An interesting subject and not a question from one child to another, ie. what have you got aftermaths! No this is about legacies.
This last week has been dictated by aftermaths. There has been the obvious one, the fall out from the General Election and that is likely to go on for weeks.
Then there are the celebrations marking the 70th anniversary of VE Day.
Victory in Europe Day must have been a colossal relief to many thousands of people at home who had loved ones in foreign lands at the end of WWII.
There have been variety shows, parades and speeches but the most touching was probably the reading of a letter by actress Jane Horrocks.
Horrocks, Absolutely Fabulous actress, read a letter written by Lieutenant George F Morrison of the 7th Battalion of the Royal Highlanders to be sent to his mother in the event of his death. It was written in October 1942 and was the last letter his mother Norah would ever receive from him. Before the month was out, Morrison was dead. He was one of five officers killed on the second day of battle.
“You have always been the best of mothers to me,” wrote Morrison.
“Since reaching mature years I’ve tried to make up to you for all the trouble you must have had when I was smaller.
“My family is the best ever — and I know you’ll all go on and keep the colours flying, even though I’m not there to bother you any more by phone calls from obscure spots, or mad crazes after motorbikes, or any of these things which afflict the normal youth.”
He added: “This is a queer letter to write — because I’ll be dead then and if you get it, I feel excessively cheery and optimistic right now and this death business doesn’t worry me in the least.
“So, if I do get one — don’t be too sad — it’s too late to be sad and I wouldn’t like it.”
Once again the power of the written word stretching across the years and written as a goodbye, does not need to be from some literary genius but from a real person, in a real state of danger expressing real emotion. Well done to Jane Horrocks I would have been in pieces trying to read the above.
How hard would it be to write such a letter. Many baulk at the idea of producing a will possibly because of a feeling that it brings forth the dread moment. It doesn't do that of course, what it does do is bring forward the idea that dying will happen. Perhaps the demise of religion is leaving many people with an emptiness as to what happens after they've gone. There is some comfort in having faith.
We see lots of money and time spent on trying to make us all have healthier and longer lives but in fact does that come from a fear of death?
Many stories are written based upon a letter, tape or dvd left for the grieving relatives by someone expecting to be killed in some way. One such that comes to mind immediately is the Pelican Brief.
In this superb story from the pen of the excellent John Grisham has a lawyer who finds something he shouldn't and expects to suffer as a result. He prepares a video for his wife and leaves it in a safety deposit box.
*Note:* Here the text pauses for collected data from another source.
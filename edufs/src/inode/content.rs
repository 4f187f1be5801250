//! Inode content.
//!
//! The data associated with an inode is addressed through three ranges of
//! its on-disk record: the first [`NUM_DIRECT`] data sectors sit in the
//! record itself, the next [`NUM_INDIRECT`] behind one indirect table, and
//! the rest behind a doubly-indirect table of up to [`NUM_INDIRECT`]
//! second-level tables. Pointer tables are ordinary sectors fetched through
//! the cache, just like the data they point at.
//!
//! Growth is all-or-nothing: the whole multi-step allocation runs on one
//! free-map guard, the exact sector cost (new data sectors plus new pointer
//! tables) is checked up front, and nothing is wired into the record until
//! every sector has been claimed.

use arrayvec::ArrayVec;
use edufs_types::{
    InodeRecord, IndirectBlock, MAX_LENGTH, NUM_DIRECT, NUM_INDIRECT, SECTOR_SIZE, SectorNo,
    bytes_to_sectors,
};

use crate::{
    Cache, Disk, Error, Slot,
    free_map::{FreeMap, FreeMapInner},
    slot, slot_zeroed,
};

/// First logical sector index served by the doubly-indirect tree.
const DOUBLY_BASE: usize = NUM_DIRECT + NUM_INDIRECT;

/// Number of second-level tables needed to cover `sectors` data sectors.
fn second_level_tables(sectors: usize) -> usize {
    sectors.saturating_sub(DOUBLY_BASE).div_ceil(NUM_INDIRECT)
}

/// Physical sector backing logical sector `idx` of the inode.
///
/// `idx` must be covered by the record's current length.
fn leaf_sector<D: Disk>(cache: &Cache<D>, rec: &InodeRecord, idx: usize) -> SectorNo {
    if idx < NUM_DIRECT {
        return rec.direct(idx).unwrap();
    }
    let i = idx - NUM_DIRECT;
    if i < NUM_INDIRECT {
        let tg = slot(cache, rec.indirect().unwrap());
        return tg.data::<IndirectBlock>().get(i).unwrap();
    }
    let i = i - NUM_INDIRECT;
    let second = {
        let dg = slot(cache, rec.doubly_indirect().unwrap());
        dg.data::<IndirectBlock>().get(i / NUM_INDIRECT).unwrap()
    };
    let tg = slot(cache, second);
    tg.data::<IndirectBlock>().get(i % NUM_INDIRECT).unwrap()
}

/// Writes a fresh inode record to `sector` and grows it to `length`.
///
/// The new inode is its own parent until a directory layer rebinds it. On
/// [`Error::OutOfSpace`] the record is left behind at length 0 and the
/// caller decides whether to release `sector`.
pub(crate) fn create_at<D: Disk>(
    cache: &Cache<D>,
    free_map: &FreeMap,
    sector: SectorNo,
    length: usize,
    is_dir: bool,
) -> Result<(), Error> {
    let mut rec_guard = slot_zeroed(cache, sector);
    rec_guard.data_mut::<InodeRecord>().init(sector, is_dir);
    let mut fm = free_map.lock();
    extend_to(cache, &mut fm, &mut rec_guard, length)
}

/// Reads up to `buf.len()` bytes starting at byte `offset`, returning how
/// many were read. Reads at or past the current length return 0.
pub(crate) fn read_at<D: Disk>(
    cache: &Cache<D>,
    sector: SectorNo,
    offset: usize,
    buf: &mut [u8],
) -> usize {
    let rec_guard = slot(cache, sector);
    let rec = rec_guard.data::<InodeRecord>();
    let length = rec.length();
    if offset >= length {
        return 0;
    }
    let n = usize::min(buf.len(), length - offset);

    let mut tot = 0;
    while tot < n {
        let off = offset + tot;
        let leaf = leaf_sector(cache, rec, off / SECTOR_SIZE);
        let m = usize::min(n - tot, SECTOR_SIZE - off % SECTOR_SIZE);
        let data = slot(cache, leaf);
        buf[tot..tot + m].copy_from_slice(&data.bytes()[off % SECTOR_SIZE..][..m]);
        tot += m;
    }
    n
}

/// Writes `buf` at byte `offset`, growing the inode first if the write
/// extends past the current length. Returns the number of bytes written:
/// all of them, or 0 if growth failed.
pub(crate) fn write_at<D: Disk>(
    cache: &Cache<D>,
    free_map: &FreeMap,
    sector: SectorNo,
    offset: usize,
    buf: &[u8],
) -> usize {
    if buf.is_empty() {
        return 0;
    }
    let Some(end) = offset.checked_add(buf.len()) else {
        return 0;
    };

    let mut rec_guard = slot(cache, sector);
    if end > rec_guard.data::<InodeRecord>().length() {
        let mut fm = free_map.lock();
        if extend_to(cache, &mut fm, &mut rec_guard, end).is_err() {
            return 0;
        }
    }
    copy_in(cache, &rec_guard, offset, buf);
    buf.len()
}

/// Writes `buf` at `offset` without ever growing the inode; bytes past the
/// current length are dropped. This is the persistence path for the free
/// map file, which must not re-enter the allocator.
pub(crate) fn write_within<D: Disk>(
    cache: &Cache<D>,
    sector: SectorNo,
    offset: usize,
    buf: &[u8],
) -> usize {
    let rec_guard = slot(cache, sector);
    let length = rec_guard.data::<InodeRecord>().length();
    if offset >= length {
        return 0;
    }
    let n = usize::min(buf.len(), length - offset);
    copy_in(cache, &rec_guard, offset, &buf[..n]);
    n
}

fn copy_in<D: Disk>(cache: &Cache<D>, rec_guard: &Slot<'_, D>, offset: usize, buf: &[u8]) {
    let rec = rec_guard.data::<InodeRecord>();
    let n = buf.len();
    let mut tot = 0;
    while tot < n {
        let off = offset + tot;
        let leaf = leaf_sector(cache, rec, off / SECTOR_SIZE);
        let m = usize::min(n - tot, SECTOR_SIZE - off % SECTOR_SIZE);
        let mut data = slot(cache, leaf);
        data.bytes_mut()[off % SECTOR_SIZE..][..m].copy_from_slice(&buf[tot..tot + m]);
        tot += m;
    }
}

#[derive(Default)]
struct GrowPlan {
    indirect: Option<SectorNo>,
    doubly: Option<SectorNo>,
    seconds: Vec<SectorNo>,
    leaves: Vec<SectorNo>,
}

/// Grows the inode to `new_length`, allocating and zero-filling data
/// sectors and whatever pointer tables the new range needs.
///
/// Runs entirely on the caller's free-map guard, so concurrent growers
/// cannot over-commit. Fails without side effects when the device lacks
/// the exact number of sectors required.
pub(crate) fn extend_to<D: Disk>(
    cache: &Cache<D>,
    fm: &mut FreeMapInner,
    rec_guard: &mut Slot<'_, D>,
    new_length: usize,
) -> Result<(), Error> {
    let old_length = rec_guard.data::<InodeRecord>().length();
    assert!(new_length >= old_length);
    if new_length > MAX_LENGTH {
        return Err(Error::OutOfSpace);
    }
    if new_length == old_length {
        return Ok(());
    }

    // Bytes between the old length and the end of its final sector must
    // read as zero once growth exposes them.
    if old_length % SECTOR_SIZE != 0 {
        let last = bytes_to_sectors(old_length) - 1;
        let leaf = leaf_sector(cache, rec_guard.data::<InodeRecord>(), last);
        let mut g = slot(cache, leaf);
        g.bytes_mut()[old_length % SECTOR_SIZE..].fill(0);
    }

    let start = bytes_to_sectors(old_length);
    let end = bytes_to_sectors(new_length);
    if start == end {
        rec_guard.data_mut::<InodeRecord>().set_length(new_length);
        return Ok(());
    }

    let new_indirect = start <= NUM_DIRECT && NUM_DIRECT < end;
    let new_doubly = start <= DOUBLY_BASE && DOUBLY_BASE < end;
    let first_second = second_level_tables(start);
    let last_second = second_level_tables(end);

    let needed = (end - start)
        + usize::from(new_indirect)
        + usize::from(new_doubly)
        + (last_second - first_second);
    if fm.available() < needed {
        return Err(Error::OutOfSpace);
    }

    // Claim every sector before wiring anything into the record, so a
    // failure has nothing to unwind beyond the claims themselves.
    let mut plan = GrowPlan::default();
    let res = (|| -> Result<(), Error> {
        if new_indirect {
            plan.indirect = Some(fm.allocate_contig(cache, 1)?);
        }
        if new_doubly {
            plan.doubly = Some(fm.allocate_contig(cache, 1)?);
        }
        fm.allocate_scatter(cache, last_second - first_second, &mut plan.seconds)?;
        fm.allocate_scatter(cache, end - start, &mut plan.leaves)?;
        Ok(())
    })();
    if let Err(e) = res {
        let mut claimed = plan.seconds;
        claimed.extend(plan.leaves);
        claimed.extend(plan.indirect);
        claimed.extend(plan.doubly);
        fm.release_scatter(cache, &claimed);
        return Err(e);
    }

    if let Some(tbl) = plan.indirect {
        slot_zeroed(cache, tbl);
        rec_guard.data_mut::<InodeRecord>().set_indirect(Some(tbl));
    }
    if let Some(tbl) = plan.doubly {
        slot_zeroed(cache, tbl);
        rec_guard.data_mut::<InodeRecord>().set_doubly_indirect(Some(tbl));
    }
    if !plan.seconds.is_empty() {
        for tbl in &plan.seconds {
            slot_zeroed(cache, *tbl);
        }
        let doubly = rec_guard.data::<InodeRecord>().doubly_indirect().unwrap();
        let mut dg = slot(cache, doubly);
        let view = dg.data_mut::<IndirectBlock>();
        for (i, tbl) in plan.seconds.iter().enumerate() {
            view.set(first_second + i, Some(*tbl));
        }
    }
    for leaf in &plan.leaves {
        slot_zeroed(cache, *leaf);
    }
    install_leaves(cache, rec_guard, start, &plan.leaves);
    rec_guard.data_mut::<InodeRecord>().set_length(new_length);
    Ok(())
}

/// Records the freshly allocated `leaves` as logical sectors
/// `start..start + leaves.len()`.
fn install_leaves<D: Disk>(
    cache: &Cache<D>,
    rec_guard: &mut Slot<'_, D>,
    start: usize,
    leaves: &[SectorNo],
) {
    let end = start + leaves.len();
    let mut next = 0;
    let mut idx = start;

    while idx < end && idx < NUM_DIRECT {
        rec_guard
            .data_mut::<InodeRecord>()
            .set_direct(idx, Some(leaves[next]));
        next += 1;
        idx += 1;
    }
    if idx < end && idx < DOUBLY_BASE {
        let tbl = rec_guard.data::<InodeRecord>().indirect().unwrap();
        let mut tg = slot(cache, tbl);
        let view = tg.data_mut::<IndirectBlock>();
        while idx < end && idx < DOUBLY_BASE {
            view.set(idx - NUM_DIRECT, Some(leaves[next]));
            next += 1;
            idx += 1;
        }
    }
    while idx < end {
        let ti = (idx - DOUBLY_BASE) / NUM_INDIRECT;
        let second = {
            let dg = slot(cache, rec_guard.data::<InodeRecord>().doubly_indirect().unwrap());
            dg.data::<IndirectBlock>().get(ti).unwrap()
        };
        let table_end = DOUBLY_BASE + (ti + 1) * NUM_INDIRECT;
        let mut tg = slot(cache, second);
        let view = tg.data_mut::<IndirectBlock>();
        while idx < end && idx < table_end {
            view.set((idx - DOUBLY_BASE) % NUM_INDIRECT, Some(leaves[next]));
            next += 1;
            idx += 1;
        }
    }
}

/// Shrinks the inode to `new_length`, releasing the data sectors past it
/// and any pointer table left without a referent.
pub(crate) fn truncate_to<D: Disk>(
    cache: &Cache<D>,
    fm: &mut FreeMapInner,
    rec_guard: &mut Slot<'_, D>,
    new_length: usize,
) {
    let old_length = rec_guard.data::<InodeRecord>().length();
    assert!(new_length <= old_length);
    let start = bytes_to_sectors(new_length);
    let end = bytes_to_sectors(old_length);

    if start < end {
        release_leaves(cache, fm, rec_guard, start, end);

        if start <= NUM_DIRECT && NUM_DIRECT < end {
            let rec = rec_guard.data_mut::<InodeRecord>();
            let tbl = rec.indirect().unwrap();
            rec.set_indirect(None);
            fm.release_contig(cache, tbl, 1);
        }

        let keep = second_level_tables(start);
        let have = second_level_tables(end);
        if have > keep {
            let doubly = rec_guard.data::<InodeRecord>().doubly_indirect().unwrap();
            let mut tables = ArrayVec::<SectorNo, NUM_INDIRECT>::new();
            {
                let mut dg = slot(cache, doubly);
                let view = dg.data_mut::<IndirectBlock>();
                for i in keep..have {
                    tables.push(view.get(i).unwrap());
                    view.set(i, None);
                }
            }
            fm.release_scatter(cache, &tables);
        }

        if start <= DOUBLY_BASE && DOUBLY_BASE < end {
            let rec = rec_guard.data_mut::<InodeRecord>();
            let tbl = rec.doubly_indirect().unwrap();
            rec.set_doubly_indirect(None);
            fm.release_contig(cache, tbl, 1);
        }
    }

    rec_guard.data_mut::<InodeRecord>().set_length(new_length);
}

/// Releases the physical sectors behind logical sectors `start..end` and
/// clears their pointer slots.
fn release_leaves<D: Disk>(
    cache: &Cache<D>,
    fm: &mut FreeMapInner,
    rec_guard: &mut Slot<'_, D>,
    start: usize,
    end: usize,
) {
    if start < NUM_DIRECT {
        let hi = usize::min(end, NUM_DIRECT);
        let mut batch = ArrayVec::<SectorNo, NUM_DIRECT>::new();
        let rec = rec_guard.data_mut::<InodeRecord>();
        for i in start..hi {
            batch.push(rec.direct(i).unwrap());
            rec.set_direct(i, None);
        }
        fm.release_scatter(cache, &batch);
    }

    if start < DOUBLY_BASE && NUM_DIRECT < end {
        let lo = usize::max(start, NUM_DIRECT) - NUM_DIRECT;
        let hi = usize::min(end, DOUBLY_BASE) - NUM_DIRECT;
        let tbl = rec_guard.data::<InodeRecord>().indirect().unwrap();
        let mut batch = ArrayVec::<SectorNo, NUM_INDIRECT>::new();
        {
            let mut tg = slot(cache, tbl);
            let view = tg.data_mut::<IndirectBlock>();
            for i in lo..hi {
                batch.push(view.get(i).unwrap());
                view.set(i, None);
            }
        }
        fm.release_scatter(cache, &batch);
    }

    if DOUBLY_BASE < end {
        let lo = usize::max(start, DOUBLY_BASE) - DOUBLY_BASE;
        let hi = end - DOUBLY_BASE;
        let doubly = rec_guard.data::<InodeRecord>().doubly_indirect().unwrap();
        let mut i = lo;
        while i < hi {
            let ti = i / NUM_INDIRECT;
            let second = {
                let dg = slot(cache, doubly);
                dg.data::<IndirectBlock>().get(ti).unwrap()
            };
            let table_end = usize::min(hi, (ti + 1) * NUM_INDIRECT);
            let mut batch = ArrayVec::<SectorNo, NUM_INDIRECT>::new();
            {
                let mut tg = slot(cache, second);
                let view = tg.data_mut::<IndirectBlock>();
                while i < table_end {
                    batch.push(view.get(i % NUM_INDIRECT).unwrap());
                    view.set(i % NUM_INDIRECT, None);
                    i += 1;
                }
            }
            fm.release_scatter(cache, &batch);
        }
    }
}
When viewed it begins with the heart rending line,
'If you're watching this then I'm already dead!'
It is an emotive beginning and grabs you immediately and I think it is because the reader has a preset emotional state that is triggered by thinking there is a message from the other side of the grave, which generates a set of responses.
The fact is that legacies left by emotionally charged situations occupy a lot of human emotional time and as writers we can tap into that fact to generate interest in our work. In the Steele novels my lead character has a relationship which is a back story to some degree but which has persisted through several books. That part of Patrick Steele's life is important for him as a rounded human being and to the readers, as emotional involvement with the character. Emotional writing is not easy without empathising with the players in stories, so try and slot yourself into those shoes.